U.S. officials say Abu Hamza al-Masri provided material support to al-Qaida and the Taleban.
Attorney General John Ashcroft announced the charges contained in an 11-count indictment, which was issued by a federal grand jury in New York last month.
"These charges are related to Hamza's alleged attempts in late 1999 and early 2000 to set up a training camp for violent jihad in Bly, Oregon, here in the United States," he said. "Hamza is also charged with providing material support to al-Qaida for facilitating violent jihad in Afghanistan, as well as conspiracy to supply goods and services to the Taleban."
The 47-year-old, Egyptian-born cleric is a former imam at London's Finsbury Park mosque, which has been linked to high-profile extremists, including Zacarias Moussaoui, the alleged 20th hijacker of the 9/11 attacks and Richard Reid, who attempted to ignite an explosive device in his shoe during a flight from Paris to Miami in December 2001.

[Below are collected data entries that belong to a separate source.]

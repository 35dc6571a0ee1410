use crate::error::{ExportError, UserFriendlyError};
use crate::extractor::{ExportPlan, ExportReport};
use crate::ui::progress::format_duration;
use console::{style, Emoji};
use std::path::Path;

#[derive(Debug, Clone, Copy, PartialEq)]
pub enum OutputMode {
    Human,
    Json,
    Plain,
}

impl OutputMode {
    pub fn from_string(s: &str) -> Self {
        match s.to_lowercase().as_str() {
            "json" => OutputMode::Json,
            "plain" => OutputMode::Plain,
            _ => OutputMode::Human,
        }
    }
}

// Emojis with text fallbacks
static CHECKMARK: Emoji = Emoji("✅ ", "✓ ");
static CROSS: Emoji = Emoji("❌ ", "✗ ");
static INFO: Emoji = Emoji("ℹ️  ", "i ");
static WARNING: Emoji = Emoji("⚠️  ", "! ");
static PICTURE: Emoji = Emoji("🖼️  ", "> ");

pub struct OutputFormatter {
    mode: OutputMode,
    use_colors: bool,
    verbose_level: u8,
    quiet: bool,
}

impl OutputFormatter {
    pub fn new(mode: OutputMode, verbose: u8, quiet: bool) -> Self {
        let use_colors = match mode {
            OutputMode::Human => console::colors_enabled() && !quiet,
            _ => false,
        };

        Self {
            mode,
            use_colors,
            verbose_level: if quiet { 0 } else { verbose },
            quiet,
        }
    }

    pub fn mode(&self) -> OutputMode {
        self.mode
    }

    // Core messaging methods
    pub fn success(&self, message: &str) {
        match self.mode {
            OutputMode::Human => self.print_human_message(MessageType::Success, message),
            OutputMode::Json => self.print_json_message("success", message),
            OutputMode::Plain => println!("{}", message),
        }
    }

    pub fn error(&self, message: &str) {
        match self.mode {
            OutputMode::Human => self.print_human_message(MessageType::Error, message),
            OutputMode::Json => self.print_json_message("error", message),
            OutputMode::Plain => eprintln!("{}", message),
        }
    }

    pub fn warning(&self, message: &str) {
        if self.should_show_message(1) {
            match self.mode {
                OutputMode::Human => self.print_human_message(MessageType::Warning, message),
                OutputMode::Json => self.print_json_message("warning", message),
                OutputMode::Plain => println!("WARNING: {}", message),
            }
        }
    }

    pub fn info(&self, message: &str) {
        if self.should_show_message(1) {
            match self.mode {
                OutputMode::Human => self.print_human_message(MessageType::Info, message),
                OutputMode::Json => self.print_json_message("info", message),
                OutputMode::Plain => println!("INFO: {}", message),
            }
        }
    }

    pub fn debug(&self, message: &str) {
        if self.should_show_message(2) {
            match self.mode {
                OutputMode::Human => {
                    if self.use_colors {
                        println!("  {}", style(message).dim());
                    } else {
                        println!("  DEBUG: {}", message);
                    }
                }
                OutputMode::Json => self.print_json_message("debug", message),
                OutputMode::Plain => println!("DEBUG: {}", message),
            }
        }
    }

    pub fn start_operation(&self, operation: &str) {
        if self.should_show_message(1) {
            match self.mode {
                OutputMode::Human => {
                    if self.use_colors {
                        println!("{}{}", PICTURE, style(operation).bold());
                    } else {
                        println!("> {}", operation);
                    }
                }
                OutputMode::Json => self.print_json_message("operation_start", operation),
                OutputMode::Plain => println!("STARTING: {}", operation),
            }
        }
    }

    /// Plain lines that must reach the user regardless of mode or verbosity.
    pub fn notice(&self, message: &str) {
        match self.mode {
            OutputMode::Json => self.print_json_message("notice", message),
            _ => println!("{}", message),
        }
    }

    // User-friendly error handling
    pub fn print_failure(&self, error: &ExportError) {
        self.error(&format!("Failed: {}", error.user_message()));

        if let Some(suggestion) = error.suggestion() {
            match self.mode {
                OutputMode::Human => {
                    if self.use_colors {
                        eprintln!("{}{}", INFO, style(format!("Suggestion: {}", suggestion)).cyan());
                    } else {
                        eprintln!("Suggestion: {}", suggestion);
                    }
                }
                OutputMode::Json => {
                    self.print_json_object(&serde_json::json!({
                        "type": "suggestion",
                        "message": suggestion
                    }));
                }
                OutputMode::Plain => {
                    eprintln!("SUGGESTION: {}", suggestion);
                }
            }
        }
    }

    pub fn print_export_report(&self, report: &ExportReport) {
        match self.mode {
            OutputMode::Human => self.print_human_report(report),
            OutputMode::Json => {
                let json_output =
                    serde_json::to_string_pretty(report).unwrap_or_else(|_| "{}".to_string());
                println!("{}", json_output);
            }
            OutputMode::Plain => self.print_plain_report(report),
        }
    }

    pub fn print_plan(&self, plan: &ExportPlan<'_>, output_dir: &Path) {
        match self.mode {
            OutputMode::Json => {
                let images: Vec<_> = plan
                    .images
                    .iter()
                    .map(|planned| {
                        serde_json::json!({
                            "file": planned.file_name(),
                            "r_id": planned.r_id,
                            "source_part": planned.part.partname,
                            "content_type": planned.part.content_type,
                            "bytes": planned.part.blob.len(),
                        })
                    })
                    .collect();
                self.print_json_object(&serde_json::json!({
                    "type": "plan",
                    "output_dir": output_dir.display().to_string(),
                    "images": images,
                    "shapes_total": plan.shapes_total,
                    "shapes_without_image": plan.shapes_without_image,
                    "unresolved": plan.unresolved,
                }));
            }
            _ => {
                println!("Output directory: {}", output_dir.display());
                for planned in &plan.images {
                    println!(
                        "  {:>8}  <- {} ({}, {}, {} bytes)",
                        planned.file_name(),
                        planned.part.partname,
                        planned.r_id,
                        planned.part.content_type,
                        planned.part.blob.len()
                    );
                }
                if !plan.unresolved.is_empty() {
                    println!("  Unresolved relationships: {}", plan.unresolved.join(", "));
                }
                println!(
                    "{} image(s) would be exported from {} inline shape(s)",
                    plan.len(),
                    plan.shapes_total
                );
            }
        }
    }

    pub fn print_header(&self, title: &str) {
        if self.quiet {
            return;
        }

        match self.mode {
            OutputMode::Human => {
                println!();
                if self.use_colors {
                    println!("{}", style(title).bold().cyan());
                } else {
                    println!("=== {} ===", title);
                }
                println!();
            }
            OutputMode::Json => {
                self.print_json_object(&serde_json::json!({
                    "type": "header",
                    "title": title
                }));
            }
            OutputMode::Plain => {
                println!("=== {} ===", title);
            }
        }
    }

    pub fn print_separator(&self) {
        if self.quiet {
            return;
        }

        match self.mode {
            OutputMode::Human => {
                if self.use_colors {
                    println!("{}", style("─".repeat(60)).dim());
                } else {
                    println!("{}", "-".repeat(60));
                }
            }
            OutputMode::Plain => {
                println!("{}", "-".repeat(60));
            }
            OutputMode::Json => {}
        }
    }

    // Private helper methods
    fn should_show_message(&self, min_verbose_level: u8) -> bool {
        !self.quiet && self.verbose_level >= min_verbose_level
    }

    fn print_human_message(&self, msg_type: MessageType, message: &str) {
        if self.use_colors {
            let (emoji, styled) = match msg_type {
                MessageType::Success => (&CHECKMARK, style(message).green().bold()),
                MessageType::Error => (&CROSS, style(message).red().bold()),
                MessageType::Warning => (&WARNING, style(message).yellow().bold()),
                MessageType::Info => (&INFO, style(message).cyan()),
            };

            match msg_type {
                MessageType::Error => eprintln!("{}{}", emoji, styled),
                _ => println!("{}{}", emoji, styled),
            }
        } else {
            match msg_type {
                MessageType::Error => eprintln!("{}", message),
                _ => println!("{}", message),
            }
        }
    }

    fn print_json_message(&self, level: &str, message: &str) {
        self.print_json_object(&serde_json::json!({
            "type": "message",
            "level": level,
            "message": message,
            "timestamp": chrono::Utc::now().to_rfc3339()
        }));
    }

    fn print_json_object(&self, obj: &serde_json::Value) {
        println!(
            "{}",
            serde_json::to_string(obj).unwrap_or_else(|_| "{}".to_string())
        );
    }

    fn print_human_report(&self, report: &ExportReport) {
        self.success(&completion_message(report.count()));
        println!("Output: {}", report.output_dir.display());

        if !self.should_show_message(1) {
            return;
        }

        self.print_separator();
        for image in &report.images {
            let size = if image.size.was_resized() {
                format!(
                    "{}x{} -> {}x{}",
                    image.size.original_width,
                    image.size.original_height,
                    image.size.width,
                    image.size.height
                )
            } else {
                format!("{}x{}", image.size.width, image.size.height)
            };
            println!(
                "  {:>8}  <- {} ({}) {}",
                format!("{}.png", image.ordinal),
                image.source_part,
                image.r_id,
                if self.use_colors {
                    style(size).cyan().to_string()
                } else {
                    size
                }
            );
        }

        if !report.unresolved.is_empty() {
            println!("  Skipped unresolved relationships: {}", report.unresolved.join(", "));
        }
        println!(
            "  Resized: {} of {}, time taken: {}",
            report.resized_count(),
            report.count(),
            format_duration(report.duration)
        );
        self.print_separator();
    }

    fn print_plain_report(&self, report: &ExportReport) {
        println!("{}", completion_message(report.count()));
        println!("Output: {}", report.output_dir.display());
        if self.should_show_message(1) {
            for image in &report.images {
                println!(
                    "{}.png {} {} {}x{}",
                    image.ordinal, image.r_id, image.source_part, image.size.width, image.size.height
                );
            }
        }
    }
}

#[derive(Debug, Clone, Copy)]
enum MessageType {
    Success,
    Error,
    Warning,
    Info,
}

pub fn completion_message(count: usize) -> String {
    format!("Done. Exported {} image(s).", count)
}
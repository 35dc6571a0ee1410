use clap::Parser;
use docx_image_export::{
    ui::pause_for_keypress, Cli, DocxImageExport, ExportError, OutputFormatter, OutputMode,
    UserFriendlyError,
};
use std::path::Path;
use tracing_subscriber::{layer::SubscriberExt, util::SubscriberInitExt};

fn main() {
    let cli = Cli::parse();
    init_tracing(cli.verbosity_level());

    let pause = run(&cli);
    if pause {
        pause_for_keypress();
    }
}

/// Runs the requested command; returns whether to wait for Enter before exiting.
fn run(cli: &Cli) -> bool {
    if cli.generate_config {
        handle_generate_config(cli);
        return false;
    }

    let app = match DocxImageExport::from_cli(cli) {
        Ok(app) => app,
        Err(e) => {
            print_startup_error(&e);
            return !cli.no_pause;
        }
    };
    let pause = app.should_pause();

    if cli.interactive {
        if let Err(e) = app.run_interactive(cli.docx_path().as_deref(), cli.out.as_deref()) {
            app.handle_error(&e);
        }
        return pause;
    }

    let Some(docx_path) = cli.docx_path() else {
        print_usage(app.output_formatter());
        return pause;
    };

    if let Err(e) = docx_image_export::cli::validate_docx_path(&docx_path) {
        app.output_formatter().error(&e.user_message());
        return pause;
    }

    let output_dir = cli.output_directory(&docx_path, app.config());

    if cli.dry_run {
        handle_dry_run(&app, &docx_path, &output_dir);
        return pause;
    }

    match app.export(&docx_path, &output_dir) {
        Ok(report) => app.output_formatter().print_export_report(&report),
        Err(e) => app.handle_error(&e),
    }

    pause
}

fn handle_generate_config(cli: &Cli) {
    let config_path = cli
        .config
        .as_ref()
        .map(|p| p.to_string_lossy().to_string())
        .unwrap_or_else(|| "docx-image-export.toml".to_string());

    match DocxImageExport::generate_sample_config(&config_path) {
        Ok(()) => {
            println!("Generated sample configuration file: {}", config_path);
            println!("\nTo use this configuration:");
            println!("  docx-image-export <file.docx> --config {}", config_path);
        }
        Err(e) => {
            eprintln!("Failed to generate configuration file: {}", e.user_message());
            if let Some(suggestion) = e.suggestion() {
                eprintln!("Suggestion: {}", suggestion);
            }
        }
    }
}

fn handle_dry_run(app: &DocxImageExport, docx_path: &Path, output_dir: &Path) {
    match app.dry_run(docx_path, output_dir) {
        Ok(_) => app
            .output_formatter()
            .info("Run without --dry-run to perform the export"),
        Err(e) => app.handle_error(&e),
    }
}

fn print_usage(formatter: &OutputFormatter) {
    formatter.notice("Usage: docx-image-export <file.docx>");
    formatter.notice("Tip: drag a .docx file onto the executable, or run with --interactive.");
}

fn print_startup_error(error: &ExportError) {
    let formatter = OutputFormatter::new(OutputMode::Human, 0, false);
    formatter.print_failure(error);
}

fn init_tracing(verbosity: u8) {
    let default_directive = match verbosity {
        0 => "docx_image_export=warn",
        1 => "docx_image_export=info",
        _ => "docx_image_export=debug",
    };

    tracing_subscriber::registry()
        .with(
            tracing_subscriber::EnvFilter::try_from_default_env()
                .unwrap_or_else(|_| default_directive.into()),
        )
        .with(tracing_subscriber::fmt::layer().with_writer(std::io::stderr))
        .init();
}
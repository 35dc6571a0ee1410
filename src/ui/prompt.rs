use crate::error::Result;
use crate::extractor::ImageExporter;
use crate::form::{Dialog, DialogKind, FormState};
use console::{style, Term};
use std::io::{self, BufRead};

/// Walks the user through the export form on the terminal.
///
/// Every prompt shows the current value; pressing Enter keeps it.
pub struct InteractiveSession {
    term: Term,
    use_colors: bool,
}

impl InteractiveSession {
    pub fn new() -> Self {
        Self {
            term: Term::stdout(),
            use_colors: console::colors_enabled(),
        }
    }

    pub fn run(&self, form: &mut FormState, exporter: &ImageExporter) -> Result<Dialog> {
        self.term.write_line("Export images from DOCX to PNG (named by appearance order)")?;

        let document = self.ask("Word file (.docx)", &form.document_path)?;
        form.choose_document(&document);

        let output_dir = self.ask("Output folder", &form.output_dir)?;
        form.choose_output_dir(&output_dir);

        form.width_text = self.ask("Width (px)", &form.width_text)?;

        let upscale = self.ask("Allow upscale (y/n)", if form.upscale { "y" } else { "n" })?;
        form.upscale = parse_yes_no(&upscale).unwrap_or(form.upscale);

        let dialog = form.submit(exporter);
        self.show_dialog(&dialog)?;
        Ok(dialog)
    }

    fn ask(&self, label: &str, current: &str) -> Result<String> {
        let prompt = if current.is_empty() {
            format!("{}: ", label)
        } else {
            format!("{} [{}]: ", label, current)
        };
        let prompt = if self.use_colors {
            style(prompt).bold().to_string()
        } else {
            prompt
        };
        self.term.write_str(&prompt)?;

        let answer = read_answer(&self.term)?;
        Ok(keep_or_replace(current, &answer))
    }

    fn show_dialog(&self, dialog: &Dialog) -> Result<()> {
        let header = format!("[{}]", dialog.title);
        let header = match (self.use_colors, dialog.kind) {
            (true, DialogKind::Info) => style(header).green().bold().to_string(),
            (true, DialogKind::Error) => style(header).red().bold().to_string(),
            (false, _) => header,
        };
        self.term.write_line(&header)?;
        for line in dialog.message.lines() {
            self.term.write_line(line)?;
        }
        Ok(())
    }
}

impl Default for InteractiveSession {
    fn default() -> Self {
        Self::new()
    }
}

/// Hold the console window open until Enter, as a double-clicked binary would need.
///
/// Does nothing when stdout is not a terminal.
pub fn pause_for_keypress() {
    let term = Term::stdout();
    if !term.is_term() {
        return;
    }
    if term.write_str("Press Enter to exit...").is_ok() {
        let _ = term.read_line();
    }
}

fn read_answer(term: &Term) -> io::Result<String> {
    if term.is_term() {
        return term.read_line();
    }
    let mut line = String::new();
    io::stdin().lock().read_line(&mut line)?;
    Ok(line)
}

fn keep_or_replace(current: &str, answer: &str) -> String {
    let answer = answer.trim();
    if answer.is_empty() {
        current.to_string()
    } else {
        answer.to_string()
    }
}

fn parse_yes_no(answer: &str) -> Option<bool> {
    match answer.trim().to_lowercase().as_str() {
        "y" | "yes" | "true" | "1" => Some(true),
        "n" | "no" | "false" | "0" => Some(false),
        _ => None,
    }
}

#[cfg(test)]
mod tests {
    use super::*;

    #[test]
    fn test_enter_keeps_current_value() {
        assert_eq!(keep_or_replace("500", ""), "500");
        assert_eq!(keep_or_replace("500", "   \n"), "500");
        assert_eq!(keep_or_replace("500", " 800\n"), "800");
        assert_eq!(keep_or_replace("", ""), "");
    }

    #[test]
    fn test_parse_yes_no() {
        assert_eq!(parse_yes_no("Y"), Some(true));
        assert_eq!(parse_yes_no(" yes "), Some(true));
        assert_eq!(parse_yes_no("n"), Some(false));
        assert_eq!(parse_yes_no("maybe"), None);
    }
}
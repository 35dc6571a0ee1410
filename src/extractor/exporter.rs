use crate::error::{ExportError, Result};
use crate::extractor::render::{save_blob_as_png, ResizePolicy};
use crate::extractor::report::{ExportReport, ExportedImage};
use crate::package::{DocxPackage, Part};
use std::collections::HashSet;
use std::fs;
use std::path::{Path, PathBuf};
use std::time::{Duration, Instant};

/// One export resolved ahead of decoding: the image that becomes `<ordinal>.png`.
#[derive(Debug, Clone)]
pub struct PlannedImage<'a> {
    pub ordinal: usize,
    pub r_id: String,
    pub shape_name: Option<String>,
    pub part: Part<'a>,
}

impl PlannedImage<'_> {
    pub fn file_name(&self) -> String {
        format!("{}.png", self.ordinal)
    }
}

#[derive(Debug, Clone, Default)]
pub struct ExportPlan<'a> {
    pub images: Vec<PlannedImage<'a>>,
    pub shapes_total: usize,
    pub shapes_without_image: usize,
    /// Identifiers with no part behind them, in first-occurrence order
    pub unresolved: Vec<String>,
}

impl ExportPlan<'_> {
    pub fn len(&self) -> usize {
        self.images.len()
    }

    pub fn is_empty(&self) -> bool {
        self.images.is_empty()
    }
}

/// Walk the inline shapes in document order and number each distinct,
/// resolvable relationship identifier by its first occurrence.
pub fn plan_exports(package: &DocxPackage) -> Result<ExportPlan<'_>> {
    let shapes = package.inline_shapes()?;
    let mut plan = ExportPlan {
        shapes_total: shapes.len(),
        ..ExportPlan::default()
    };
    let mut seen: HashSet<String> = HashSet::new();

    for shape in &shapes {
        let Some(r_id) = shape.embed_id() else {
            plan.shapes_without_image += 1;
            continue;
        };

        if !seen.insert(r_id.to_string()) {
            continue;
        }

        match package.related_part(r_id) {
            Some(part) => {
                let ordinal = plan.images.len() + 1;
                plan.images.push(PlannedImage {
                    ordinal,
                    r_id: r_id.to_string(),
                    shape_name: shape.name().map(str::to_string),
                    part,
                });
            }
            None => {
                tracing::debug!(r_id, "skipping inline shape with unresolved relationship");
                plan.unresolved.push(r_id.to_string());
            }
        }
    }

    Ok(plan)
}

#[derive(Debug, Clone)]
pub struct ExportProgress {
    pub images_exported: usize,
    pub total_images: usize,
    pub current_image: Option<String>,
    pub start_time: Instant,
}

impl ExportProgress {
    pub fn new(total_images: usize) -> Self {
        Self {
            images_exported: 0,
            total_images,
            current_image: None,
            start_time: Instant::now(),
        }
    }

    pub fn update_image(&mut self, file_name: String) {
        self.images_exported += 1;
        self.current_image = Some(file_name);
    }

    pub fn percentage(&self) -> f64 {
        if self.total_images == 0 {
            0.0
        } else {
            (self.images_exported as f64 / self.total_images as f64) * 100.0
        }
    }

    pub fn elapsed(&self) -> Duration {
        self.start_time.elapsed()
    }
}

/// Everything one export run needs.
#[derive(Debug, Clone, PartialEq, Eq)]
pub struct ExportRequest {
    pub document_path: PathBuf,
    pub output_dir: PathBuf,
    pub policy: ResizePolicy,
}

impl ExportRequest {
    pub fn new<P: Into<PathBuf>, Q: Into<PathBuf>>(document_path: P, output_dir: Q, policy: ResizePolicy) -> Self {
        Self {
            document_path: document_path.into(),
            output_dir: output_dir.into(),
            policy,
        }
    }
}

#[derive(Debug, Default)]
pub struct ImageExporter;

impl ImageExporter {
    pub fn new() -> Self {
        Self
    }

    /// Export every planned image of the request's document, in order.
    ///
    /// The first failing image aborts the run; files already written stay.
    pub fn export(
        &self,
        request: &ExportRequest,
        progress_callback: Option<&dyn Fn(&ExportProgress)>,
    ) -> Result<ExportReport> {
        if request.policy.target_width == 0 {
            return Err(ExportError::InvalidWidth {
                width: request.policy.target_width.into(),
            });
        }

        fs::create_dir_all(&request.output_dir)?;

        let package = DocxPackage::open(&request.document_path)?;
        let plan = plan_exports(&package)?;
        tracing::debug!(
            shapes = plan.shapes_total,
            planned = plan.len(),
            unresolved = plan.unresolved.len(),
            "planned export"
        );

        let mut progress = ExportProgress::new(plan.len());
        let mut images = Vec::with_capacity(plan.len());

        for planned in &plan.images {
            if let Some(callback) = progress_callback {
                callback(&progress);
            }

            let file_name = planned.file_name();
            let out_path = request.output_dir.join(&file_name);
            let rendered = save_blob_as_png(planned.part.blob, &out_path, &request.policy)?;

            tracing::info!(
                ordinal = planned.ordinal,
                r_id = %planned.r_id,
                source = planned.part.partname,
                width = rendered.width,
                height = rendered.height,
                "exported image"
            );

            images.push(ExportedImage::new(planned, out_path, rendered));
            progress.update_image(file_name);
        }

        if let Some(callback) = progress_callback {
            callback(&progress);
        }

        Ok(ExportReport::new(request, images, &plan, progress.elapsed()))
    }
}

/// Export the inline images of `docx_path` into `out_dir`; returns how many were written.
pub fn export_images<P: AsRef<Path>, Q: AsRef<Path>>(
    docx_path: P,
    out_dir: Q,
    target_width: u32,
    upscale: bool,
) -> Result<usize> {
    let request = ExportRequest::new(
        docx_path.as_ref(),
        out_dir.as_ref(),
        ResizePolicy::new(target_width, upscale),
    );
    let report = ImageExporter::new().export(&request, None)?;
    Ok(report.count())
}
pub mod exporter;
pub mod render;
pub mod report;

pub use exporter::{export_images, plan_exports, ExportPlan, ExportProgress, ExportRequest, ImageExporter, PlannedImage};
pub use render::{render_rgba, save_blob_as_png, RenderedImage, ResizePolicy};
pub use report::{ExportReport, ExportedImage};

After British police closed down the Finsbury Park mosque in January of 2003, Abu Hamza al-Masri often preached on London sidewalks, openly supporting Osama bin Laden and the 9/11 attacks on the United States. He runs a group called "Supporters of Shariah," which advocates Islamic law and encourages Muslims to fight in jihad, but he has denied allegations that he recruits terrorists.
The U.S. has charged the cleric with conspiring to take hostages in connection with the abduction of 16 tourists in Yemen in 1998. Four of those hostages died.
If convicted on the hostage-taking charges, he could face the death penalty or life in prison. The other charges carry a maximum sentence of 100 years in prison.
Mr. Ashcroft said U.S. authorities are actively seeking the cleric's extradition so he can face the charges in a U.S. court.
"This war against terrorism is being fought on many fronts," he added. "It is a war where innocent lives are endangered not only by the terrorist who carries the bomb, but by those who recruit and equip the terrorists. As today's arrest makes clear, the Department of Justice is bringing the full weight of criminal law against those who support the activities of terrorists."
Mr. Ashcroft said the New York City police department helped with the federal investigation that led to the al-Masri arrest. The alleged terrorist obtained British citizenship after marrying a British woman several years ago and has been fighting deportation. He is also wanted by Yemen.